International cricket tour

The South African cricket team toured Australia in November 2016 to play three Test matches. South Africa won the series 2–1, with victories in Perth and Hobart.

In April 2016, Cricket Australia (CA) suggested that the third Test at the Adelaide Oval could be played as a day/night match, but there was some reluctance from the South African cricketers. In June, CA confirmed that the Adelaide Test would be played as a day/night game. Prior to the series, both teams played practice day/night matches.

South Africa played 2 two-day day/night warm-up fixtures at the Adelaide Oval and the Melbourne Cricket Ground in preparation for the day-night Test match.

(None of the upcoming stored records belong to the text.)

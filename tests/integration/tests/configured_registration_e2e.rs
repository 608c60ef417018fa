use std::sync::{
    atomic::{AtomicBool, Ordering},
    Arc, Mutex,
};

use anyhow::bail;
use async_trait::async_trait;
use viewpoint_suite::{
    create_configured_test, register_suite, test_body, Browser, BrowsingContext, ContextOptions,
    DeviceTag, LocationTag, Page, StrategyKind, TestBody, TestCase, TestFixtures, TestFramework,
    TestSuite,
};

const FRAMEWORK_DEFAULT_VIEWPORT: (u32, u32) = (1280, 720);

#[derive(Debug, Default)]
struct BrowserLog {
    contexts_opened: usize,
    context_options: Vec<ContextOptions>,
    events: Vec<String>,
}

struct FakePage {
    viewport: Option<(u32, u32)>,
    log: Arc<Mutex<BrowserLog>>,
}

#[async_trait]
impl Page for FakePage {
    async fn goto(&self, url: &str) -> anyhow::Result<()> {
        self.log
            .lock()
            .expect("lock")
            .events
            .push(format!("goto:{url}"));
        Ok(())
    }

    async fn viewport_size(&self) -> Option<(u32, u32)> {
        self.viewport
    }

    async fn close(&self) -> anyhow::Result<()> {
        self.log
            .lock()
            .expect("lock")
            .events
            .push("page_close".to_string());
        Ok(())
    }
}

struct FakeContext {
    options: ContextOptions,
    log: Arc<Mutex<BrowserLog>>,
}

#[async_trait]
impl BrowsingContext for FakeContext {
    async fn new_page(&self) -> anyhow::Result<Arc<dyn Page>> {
        Ok(Arc::new(FakePage {
            viewport: Some(self.options.viewport.unwrap_or(FRAMEWORK_DEFAULT_VIEWPORT)),
            log: Arc::clone(&self.log),
        }))
    }

    async fn close(&self) -> anyhow::Result<()> {
        self.log
            .lock()
            .expect("lock")
            .events
            .push("context_close".to_string());
        Ok(())
    }
}

struct FakeBrowser {
    log: Arc<Mutex<BrowserLog>>,
}

impl FakeBrowser {
    fn new() -> (Arc<Self>, Arc<Mutex<BrowserLog>>) {
        let log = Arc::new(Mutex::new(BrowserLog::default()));
        (
            Arc::new(Self {
                log: Arc::clone(&log),
            }),
            log,
        )
    }
}

#[async_trait]
impl Browser for FakeBrowser {
    async fn new_context(
        &self,
        options: ContextOptions,
    ) -> anyhow::Result<Arc<dyn BrowsingContext>> {
        {
            let mut log = self.log.lock().expect("lock");
            log.contexts_opened += 1;
            log.context_options.push(options.clone());
        }
        Ok(Arc::new(FakeContext {
            options,
            log: Arc::clone(&self.log),
        }))
    }
}

struct DeclaredTest {
    name: String,
    body: Option<TestBody>,
}

#[derive(Default)]
struct RecordingFramework {
    declared: Vec<DeclaredTest>,
}

impl TestFramework for RecordingFramework {
    fn declare_test(&mut self, name: &str, body: TestBody) {
        self.declared.push(DeclaredTest {
            name: name.to_string(),
            body: Some(body),
        });
    }

    fn declare_skipped_test(&mut self, name: &str) {
        self.declared.push(DeclaredTest {
            name: name.to_string(),
            body: None,
        });
    }
}

impl RecordingFramework {
    /// Runs a declared body against framework-default fixtures, the way the
    /// host framework would. Skipped declarations have no body to run.
    async fn run_declared(&self, index: usize, browser: &Arc<FakeBrowser>) -> anyhow::Result<()> {
        let declared = &self.declared[index];
        let body = declared
            .body
            .as_ref()
            .unwrap_or_else(|| panic!("test '{}' was declared skipped", declared.name));
        let log = Arc::clone(&browser.log);
        let context: Arc<dyn BrowsingContext> = Arc::new(FakeContext {
            options: ContextOptions::default(),
            log: Arc::clone(&log),
        });
        let page: Arc<dyn Page> = Arc::new(FakePage {
            viewport: Some(FRAMEWORK_DEFAULT_VIEWPORT),
            log,
        });
        let fixtures = TestFixtures {
            page,
            context,
            browser: Arc::clone(browser) as Arc<dyn Browser>,
        };
        body(fixtures).await
    }
}

#[tokio::test]
async fn integration_mobile_tagged_case_runs_in_a_375_by_667_context() {
    let (browser, log) = FakeBrowser::new();
    let mut framework = RecordingFramework::default();

    let case = TestCase::new(
        "mobileLoginTest",
        test_body(|fixtures: TestFixtures| async move {
            let viewport = fixtures.page.viewport_size().await;
            if viewport != Some((375, 667)) {
                bail!("unexpected viewport {viewport:?}");
            }
            fixtures.page.goto("https://example.com/login").await
        }),
    )
    .expect("case")
    .with_device(DeviceTag::Mobile);

    let registered = create_configured_test(&mut framework, &case, "mobile login test");
    assert_eq!(registered.strategy, StrategyKind::DeviceContext);

    framework
        .run_declared(0, &browser)
        .await
        .expect("mobile body should pass");

    let log = log.lock().expect("lock");
    assert_eq!(log.contexts_opened, 1);
    let options = &log.context_options[0];
    assert_eq!(options.viewport, Some((375, 667)));
    assert!(options.is_mobile);
    assert!(options.has_touch);
    assert_eq!(
        log.events
            .iter()
            .filter(|event| *event == "context_close")
            .count(),
        1
    );
}

#[tokio::test]
async fn integration_location_tagged_case_grants_geolocation_and_closes_page_first() {
    let (browser, log) = FakeBrowser::new();
    let mut framework = RecordingFramework::default();

    let case = TestCase::new(
        "londonWeatherTest",
        test_body(|_fixtures| async { Ok(()) }),
    )
    .expect("case")
    .with_location(LocationTag::London);

    create_configured_test(&mut framework, &case, "london weather test");
    framework
        .run_declared(0, &browser)
        .await
        .expect("london body should pass");

    let log = log.lock().expect("lock");
    let options = &log.context_options[0];
    let geolocation = options.geolocation.as_ref().expect("geolocation");
    assert_eq!(geolocation.latitude, 51.5074);
    assert_eq!(geolocation.longitude, -0.1278);
    assert_eq!(options.permissions, vec!["geolocation".to_string()]);

    let closes: Vec<&str> = log
        .events
        .iter()
        .filter(|event| event.ends_with("close"))
        .map(String::as_str)
        .collect();
    assert_eq!(closes, vec!["page_close", "context_close"]);
}

#[tokio::test]
async fn regression_failing_device_body_still_closes_its_context() {
    let (browser, log) = FakeBrowser::new();
    let mut framework = RecordingFramework::default();

    let case = TestCase::new(
        "desktopDashboardTest",
        test_body(|_fixtures| async { bail!("dashboard widget missing") }),
    )
    .expect("case")
    .with_device(DeviceTag::Desktop);

    create_configured_test(&mut framework, &case, "desktop dashboard test");
    let error = framework
        .run_declared(0, &browser)
        .await
        .expect_err("body failure should propagate");
    assert!(error.to_string().contains("dashboard widget missing"));

    let log = log.lock().expect("lock");
    assert_eq!(
        log.events
            .iter()
            .filter(|event| *event == "context_close")
            .count(),
        1
    );
}

#[tokio::test]
async fn regression_failing_location_body_closes_page_then_context() {
    let (browser, log) = FakeBrowser::new();
    let mut framework = RecordingFramework::default();

    let case = TestCase::new(
        "newyorkCheckoutTest",
        test_body(|_fixtures| async { bail!("checkout button missing") }),
    )
    .expect("case")
    .with_location(LocationTag::NewYork);

    create_configured_test(&mut framework, &case, "newyork checkout test");
    let error = framework
        .run_declared(0, &browser)
        .await
        .expect_err("body failure should propagate");
    assert!(error.to_string().contains("checkout button missing"));

    let log = log.lock().expect("lock");
    let closes: Vec<&str> = log
        .events
        .iter()
        .filter(|event| event.ends_with("close"))
        .map(String::as_str)
        .collect();
    assert_eq!(closes, vec!["page_close", "context_close"]);
}

#[tokio::test]
async fn functional_skip_tagged_case_never_executes_its_body() {
    let (_browser, _log) = FakeBrowser::new();
    let mut framework = RecordingFramework::default();

    let executed = Arc::new(AtomicBool::new(false));
    let flag = Arc::clone(&executed);
    let case = TestCase::new(
        "temporarilyDisabledTest",
        test_body(move |_fixtures| {
            let flag = Arc::clone(&flag);
            async move {
                flag.store(true, Ordering::SeqCst);
                Ok(())
            }
        }),
    )
    .expect("case")
    .with_skip();

    let registered = create_configured_test(&mut framework, &case, "temporarily disabled test");

    assert_eq!(registered.strategy, StrategyKind::Skip);
    assert_eq!(framework.declared.len(), 1);
    assert_eq!(framework.declared[0].name, "temporarily disabled test");
    assert!(
        framework.declared[0].body.is_none(),
        "skipped declaration must carry no runnable body"
    );
    assert!(!executed.load(Ordering::SeqCst));
}

#[tokio::test]
async fn integration_untagged_case_registers_once_as_t1_on_default_fixtures() {
    let (browser, log) = FakeBrowser::new();
    let mut framework = RecordingFramework::default();

    let case = TestCase::new(
        "t1",
        test_body(|fixtures: TestFixtures| async move {
            let viewport = fixtures.page.viewport_size().await;
            if viewport != Some(FRAMEWORK_DEFAULT_VIEWPORT) {
                bail!("default fixtures should be untouched, saw {viewport:?}");
            }
            Ok(())
        }),
    )
    .expect("case");

    let registered = create_configured_test(&mut framework, &case, "t1");

    assert_eq!(framework.declared.len(), 1);
    assert_eq!(framework.declared[0].name, "t1");
    assert_eq!(registered.strategy, StrategyKind::Default);

    framework
        .run_declared(0, &browser)
        .await
        .expect("default body should pass");

    // The registrar must not have asked the browser for any extra context.
    assert_eq!(log.lock().expect("lock").contexts_opened, 0);
}

#[tokio::test]
async fn functional_responsive_suite_registers_in_order_with_derived_names() {
    let (browser, log) = FakeBrowser::new();
    let mut framework = RecordingFramework::default();

    let suite = TestSuite::new("responsive")
        .with_case(
            TestCase::new(
                "mobileLoginTest",
                test_body(|fixtures: TestFixtures| async move {
                    match fixtures.page.viewport_size().await {
                        Some((375, 667)) => Ok(()),
                        other => bail!("mobile viewport mismatch: {other:?}"),
                    }
                }),
            )
            .expect("case")
            .with_device(DeviceTag::Mobile),
        )
        .with_case(
            TestCase::new(
                "desktopDashboardTest",
                test_body(|fixtures: TestFixtures| async move {
                    match fixtures.page.viewport_size().await {
                        Some((1920, 1080)) => Ok(()),
                        other => bail!("desktop viewport mismatch: {other:?}"),
                    }
                }),
            )
            .expect("case")
            .with_device(DeviceTag::Desktop),
        )
        .with_case(
            TestCase::new(
                "skippedTest",
                test_body(|_fixtures| async { bail!("broken feature, must never run") }),
            )
            .expect("case")
            .with_skip(),
        )
        .with_case(
            TestCase::new(
                "defaultConfigTest",
                test_body(|fixtures: TestFixtures| async move {
                    match fixtures.page.viewport_size().await {
                        Some((1280, 720)) => Ok(()),
                        other => bail!("default viewport mismatch: {other:?}"),
                    }
                }),
            )
            .expect("case"),
        );

    let registered = register_suite(&mut framework, &suite);

    let names: Vec<&str> = registered.iter().map(|test| test.name.as_str()).collect();
    assert_eq!(
        names,
        vec![
            "mobile login test",
            "desktop dashboard test",
            "skipped test",
            "default config test"
        ]
    );

    framework
        .run_declared(0, &browser)
        .await
        .expect("mobile case should pass");
    framework
        .run_declared(1, &browser)
        .await
        .expect("desktop case should pass");
    assert!(framework.declared[2].body.is_none());
    framework
        .run_declared(3, &browser)
        .await
        .expect("default case should pass");

    let log = log.lock().expect("lock");
    assert_eq!(log.contexts_opened, 2);
    assert_eq!(log.context_options[0].viewport, Some((375, 667)));
    assert_eq!(log.context_options[1].viewport, Some((1920, 1080)));
    assert_eq!(
        log.events
            .iter()
            .filter(|event| *event == "context_close")
            .count(),
        2
    );
}
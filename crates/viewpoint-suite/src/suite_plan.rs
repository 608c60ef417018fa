use std::collections::HashSet;
use std::path::Path;

use anyhow::{bail, Context, Result};
use serde::{Deserialize, Serialize};

use crate::suite_catalog::ConfigTag;
use crate::suite_metadata::{test_body, TestCase};
use crate::suite_registrar::{resolve_strategy, StrategyKind};
use crate::suite_scanner::display_name;

pub const SUITE_PLAN_SCHEMA_VERSION: u32 = 1;

fn suite_plan_schema_version() -> u32 {
    SUITE_PLAN_SCHEMA_VERSION
}

/// One declarative registration entry: an identifier plus the tags to apply
/// and the expected outcome of resolving them.
#[derive(Debug, Clone, Serialize, Deserialize, PartialEq, Eq)]
pub struct SuitePlanEntry {
    #[serde(default = "suite_plan_schema_version")]
    pub schema_version: u32,
    pub entry_id: String,
    pub ident: String,
    #[serde(default)]
    pub tags: Vec<String>,
    pub expected_strategy: StrategyKind,
    #[serde(default)]
    pub expected_display_name: String,
}

#[derive(Debug, Clone, Serialize, Deserialize, PartialEq, Eq)]
pub struct SuitePlanFixture {
    pub schema_version: u32,
    pub name: String,
    #[serde(default)]
    pub description: String,
    pub entries: Vec<SuitePlanEntry>,
}

/// Resolved outcome for one plan entry.
#[derive(Debug, Clone, Serialize, PartialEq, Eq)]
pub struct PlanEntryOutcome {
    pub entry_id: String,
    pub ident: String,
    pub display_name: String,
    pub strategy: StrategyKind,
}

#[derive(Debug, Clone, Default, Serialize, PartialEq, Eq)]
pub struct SuitePlanSummary {
    pub discovered_entries: usize,
    pub skip_entries: usize,
    pub device_context_entries: usize,
    pub location_context_entries: usize,
    pub default_entries: usize,
    pub timeline: Vec<PlanEntryOutcome>,
}

pub fn parse_suite_plan_fixture(raw: &str) -> Result<SuitePlanFixture> {
    let fixture = serde_json::from_str::<SuitePlanFixture>(raw)
        .context("failed to parse suite plan fixture")?;
    validate_suite_plan_fixture(&fixture)?;
    Ok(fixture)
}

pub fn load_suite_plan_fixture(path: &Path) -> Result<SuitePlanFixture> {
    let raw = std::fs::read_to_string(path)
        .with_context(|| format!("failed to read fixture {}", path.display()))?;
    parse_suite_plan_fixture(&raw).with_context(|| format!("invalid fixture {}", path.display()))
}

pub fn validate_suite_plan_fixture(fixture: &SuitePlanFixture) -> Result<()> {
    if fixture.schema_version != SUITE_PLAN_SCHEMA_VERSION {
        bail!(
            "unsupported suite plan schema version {} (expected {})",
            fixture.schema_version,
            SUITE_PLAN_SCHEMA_VERSION
        );
    }
    if fixture.name.trim().is_empty() {
        bail!("fixture name cannot be empty");
    }
    if fixture.entries.is_empty() {
        bail!("fixture must include at least one entry");
    }

    let mut entry_ids = HashSet::new();
    for (index, entry) in fixture.entries.iter().enumerate() {
        validate_suite_plan_entry(entry, index)?;
        let entry_id = entry.entry_id.trim().to_string();
        if !entry_ids.insert(entry_id.clone()) {
            bail!("fixture contains duplicate entry_id '{}'", entry_id);
        }
    }
    Ok(())
}

fn validate_suite_plan_entry(entry: &SuitePlanEntry, index: usize) -> Result<()> {
    if entry.schema_version != SUITE_PLAN_SCHEMA_VERSION {
        bail!(
            "fixture entry index {} has unsupported schema_version {} (expected {})",
            index,
            entry.schema_version,
            SUITE_PLAN_SCHEMA_VERSION
        );
    }
    if entry.entry_id.trim().is_empty() {
        bail!("fixture entry index {} has empty entry_id", index);
    }
    if entry.ident.trim().is_empty() {
        bail!("fixture entry '{}' has empty ident", entry.entry_id);
    }
    for raw in &entry.tags {
        if ConfigTag::from_keyword(raw).is_none() {
            bail!(
                "fixture entry '{}' uses unknown tag '{}'",
                entry.entry_id,
                raw
            );
        }
    }
    Ok(())
}

/// Applies the entry's tags to a fresh case and resolves its strategy and
/// display name, without touching any framework.
pub fn evaluate_suite_plan_entry(entry: &SuitePlanEntry) -> Result<PlanEntryOutcome> {
    let mut case = TestCase::new(
        entry.ident.trim(),
        test_body(|_fixtures| async { Ok(()) }),
    )
    .with_context(|| format!("plan entry '{}' has an invalid ident", entry.entry_id))?;
    for raw in &entry.tags {
        let tag = ConfigTag::from_keyword(raw).with_context(|| {
            format!("plan entry '{}' uses unknown tag '{}'", entry.entry_id, raw)
        })?;
        case.apply_tag(tag);
    }
    Ok(PlanEntryOutcome {
        entry_id: entry.entry_id.trim().to_string(),
        ident: case.ident().to_string(),
        display_name: display_name(case.ident()),
        strategy: resolve_strategy(case.metadata()).kind(),
    })
}

/// Evaluates every entry and checks it against the fixture's expectations,
/// accumulating a per-strategy summary. The first mismatch fails the run.
pub fn run_suite_plan(fixture: &SuitePlanFixture) -> Result<SuitePlanSummary> {
    validate_suite_plan_fixture(fixture)?;
    let mut summary = SuitePlanSummary {
        discovered_entries: fixture.entries.len(),
        ..SuitePlanSummary::default()
    };

    for entry in &fixture.entries {
        let outcome = evaluate_suite_plan_entry(entry)?;
        if outcome.strategy != entry.expected_strategy {
            bail!(
                "entry '{}' expected strategy {} but resolved {}",
                entry.entry_id,
                entry.expected_strategy,
                outcome.strategy
            );
        }
        let expected_name = entry.expected_display_name.trim();
        if !expected_name.is_empty() && outcome.display_name != expected_name {
            bail!(
                "entry '{}' expected display name '{}' but derived '{}'",
                entry.entry_id,
                expected_name,
                outcome.display_name
            );
        }
        match outcome.strategy {
            StrategyKind::Skip => summary.skip_entries = summary.skip_entries.saturating_add(1),
            StrategyKind::DeviceContext => {
                summary.device_context_entries = summary.device_context_entries.saturating_add(1)
            }
            StrategyKind::LocationContext => {
                summary.location_context_entries =
                    summary.location_context_entries.saturating_add(1)
            }
            StrategyKind::Default => {
                summary.default_entries = summary.default_entries.saturating_add(1)
            }
        }
        summary.timeline.push(outcome);
    }

    Ok(summary)
}
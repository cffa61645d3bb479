//! Alias behaviour end to end: contribution aggregation, sentinel
//! short-circuiting across sessions, and re-runs on definition change.

use std::sync::Arc;

use camino::Utf8PathBuf;
use kumade::eval::Session;
use kumade::exec::{Action, ExecMode};
use kumade::expr::need_paths;
use kumade::graph::{BuildGraph, GraphBuilder, TargetSpec};
use kumade::path::{PathSet, path_set};

fn scratch() -> (tempfile::TempDir, Utf8PathBuf) {
    let dir = tempfile::tempdir().expect("tempdir");
    let root = Utf8PathBuf::from_path_buf(dir.path().to_path_buf()).expect("utf8 tempdir");
    (dir, root)
}

fn session(root: &Utf8PathBuf, graph: BuildGraph) -> Session {
    Session::new(Arc::new(graph), root.clone(), ExecMode::Direct, 4)
}

fn touch_rule(builder: &mut GraphBuilder, name: &str) {
    builder
        .register_rule(
            TargetSpec::Declared(path_set([name])),
            need_paths(PathSet::default()),
            Action::Command {
                program: "touch".into(),
                args: vec![name.to_owned()],
            },
        )
        .expect("register");
}

fn append_action(line: &str, log: &str) -> Action {
    Action::Command {
        program: "sh".into(),
        args: vec!["-c".into(), format!("echo {line} >> {log}")],
    }
}

fn log_lines(root: &Utf8PathBuf, log: &str) -> usize {
    std::fs::read_to_string(root.join(log)).map_or(0, |text| text.lines().count())
}

#[tokio::test]
async fn alias_builds_the_union_of_its_contributions() {
    let (_guard, root) = scratch();
    let mut builder = GraphBuilder::new();
    for name in ["a", "b", "c"] {
        touch_rule(&mut builder, name);
        builder.register_alias("all", ".", need_paths(path_set([name])), None);
    }
    let session = session(&root, builder.freeze());

    let alias = session.graph().find_alias("all").expect("alias");
    session.require_alias(alias).await.expect("build alias");

    for name in ["a", "b", "c"] {
        assert!(root.join(name).exists(), "{name} not built via alias");
    }
}

#[tokio::test]
async fn same_name_in_different_directories_stays_distinct() {
    let (_guard, root) = scratch();
    std::fs::create_dir_all(root.join("pkg")).expect("mkdir");
    std::fs::create_dir_all(root.join("other")).expect("mkdir");
    let mut builder = GraphBuilder::new();
    touch_rule(&mut builder, "pkg/lib.o");
    touch_rule(&mut builder, "other/lib.o");
    builder.register_alias("check", "pkg", need_paths(path_set(["pkg/lib.o"])), None);
    builder.register_alias("check", "other", need_paths(path_set(["other/lib.o"])), None);
    let session = session(&root, builder.freeze());

    let alias = session
        .graph()
        .alias("check", &"pkg".into())
        .expect("scoped alias");
    session.require_alias(alias).await.expect("build");

    assert!(root.join("pkg/lib.o").exists());
    assert!(
        !root.join("other/lib.o").exists(),
        "the sibling alias must not have been forced"
    );
}

#[tokio::test]
async fn alias_action_is_skipped_while_its_definition_is_stable() {
    let (_guard, root) = scratch();
    let graph = || {
        let mut builder = GraphBuilder::new();
        touch_rule(&mut builder, "lib.o");
        builder.register_alias(
            "install",
            ".",
            need_paths(path_set(["lib.o"])),
            Some(append_action("installed", "install.log")),
        );
        builder.freeze()
    };

    // Two separate sessions over the same root and the same definition.
    for _ in 0..2 {
        let session = session(&root, graph());
        let alias = session.graph().find_alias("install").expect("alias");
        session.require_alias(alias).await.expect("build");
    }
    assert_eq!(
        log_lines(&root, "install.log"),
        1,
        "unchanged definition must not re-run the alias action"
    );
}

#[tokio::test]
async fn alias_action_reruns_when_a_contribution_is_added() {
    let (_guard, root) = scratch();
    let graph = |extra: bool| {
        let mut builder = GraphBuilder::new();
        touch_rule(&mut builder, "lib.o");
        builder.register_alias(
            "install",
            ".",
            need_paths(path_set(["lib.o"])),
            Some(append_action("installed", "install.log")),
        );
        if extra {
            touch_rule(&mut builder, "doc.txt");
            builder.register_alias("install", ".", need_paths(path_set(["doc.txt"])), None);
        }
        builder.freeze()
    };

    let first = session(&root, graph(false));
    let alias = first.graph().find_alias("install").expect("alias");
    first.require_alias(alias).await.expect("first build");
    assert_eq!(log_lines(&root, "install.log"), 1);

    // A new contribution changes the resolved dependency set, hence the
    // digest, hence the sentinel name.
    let second = session(&root, graph(true));
    let alias = second.graph().find_alias("install").expect("alias");
    second.require_alias(alias).await.expect("second build");
    assert_eq!(
        log_lines(&root, "install.log"),
        2,
        "definition change must re-run the alias action"
    );

    // And the new definition is itself stable afterwards.
    let third = session(&root, graph(true));
    let alias = third.graph().find_alias("install").expect("alias");
    third.require_alias(alias).await.expect("third build");
    assert_eq!(log_lines(&root, "install.log"), 2);
}

#[tokio::test]
async fn alias_without_action_only_forces_contributions() {
    let (_guard, root) = scratch();
    let mut builder = GraphBuilder::new();
    touch_rule(&mut builder, "a");
    builder.register_alias("group", ".", need_paths(path_set(["a"])), None);
    let session = session(&root, builder.freeze());
    let alias = session.graph().find_alias("group").expect("alias");

    session.require_alias(alias).await.expect("build");

    assert!(root.join("a").exists());
    let sentinels: Vec<_> = std::fs::read_dir(&root)
        .expect("read root")
        .filter_map(Result::ok)
        .filter(|entry| entry.file_name().to_string_lossy().starts_with(".kumade-alias-"))
        .collect();
    assert!(
        sentinels.is_empty(),
        "an action-less alias must not leave sentinels"
    );
}
/// Decide whether an action must run: any declared target absent, or any
/// resolved dependency newer than the oldest target. An empty target set
/// (a phony action) is always stale.
pub fn is_stale(fs: &dyn FsState, targets: &PathSet, deps: &PathSet) -> bool {
    let mut oldest: Option<SystemTime> = None;
    for target in targets {
        match fs.mtime(target) {
            None => return true,
            Some(mtime) => {
                oldest = Some(oldest.map_or(mtime, |current| current.min(mtime)));
            }
        }
    }
    let Some(oldest) = oldest else {
        return true;
    };
    deps.iter()
        .any(|dep| fs.mtime(dep).is_none_or(|mtime| mtime > oldest))
}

Following the conclusion of the second Test, footage emerged of South Africa's captain Faf du Plessis apparently shining the ball using a sweet in his mouth. He was charged by the International Cricket Council (ICC) for ball tampering and pled not-guilty. Hashim Amla said that the situation was "ridiculous" and "a joke". It was suggested that a hearing would take place after the conclusion of the third Test, as Cricket South Africa (CSA) had engaged legal representation for du Plessis. However, on 22 November, du Plessis was found guilty of ball tampering, fined his match fee from the Hobart Test, but was allowed to play in the Adelaide Test. After du Plessis was found guilty he said he disagreed with the verdict stating "I felt like I have done nothing wrong". Du Plessis appealed the charge, but that was rejected on 21 December 2016. The initial penalties of losing his match fee and getting three demerit points stood, but he was not punished with a one-match ban.

==Squads==

| Australia | South Africa |
|---|---|
| Steve Smith (c); David Warner (vc); Jackson Bird; Joe Burns; Callum Ferguson; Peter Handscomb; Josh Hazlewood; Usman Khawaja; Nathan Lyon; Nic Maddinson; Mitchell Marsh; Shaun Marsh; Joe Mennie; Peter Nevill (wk); Matt Renshaw; Chadd Sayers; Peter Siddle; Mitchell Starc; Adam Voges; Matthew Wade (wk); | Faf du Plessis (c); Kyle Abbott; Hashim Amla; Temba Bavuma; Stephen Cook; Quinton de Kock (wk); JP Duminy; Dean Elgar; Keshav Maharaj; Morné Morkel; Vernon Philander; Dwaine Pretorius; Kagiso Rabada; Rilee Rossouw; Tabraiz Shamsi; Dale Steyn; Dane Vilas (wk); |

Dale Steyn suffered a shoulder injury during the first Test and was ruled out of the rest of the series. Dwaine Pretorius was added to South Africa's squad to replace Steyn. Joe Burns and Callum Ferguson were added to Australia's squad for the second Test, while Shaun Marsh was ruled out with a broken finger. Peter Siddle was ruled out due to a back injury and Jackson Bird was added to Australia's team as cover for him.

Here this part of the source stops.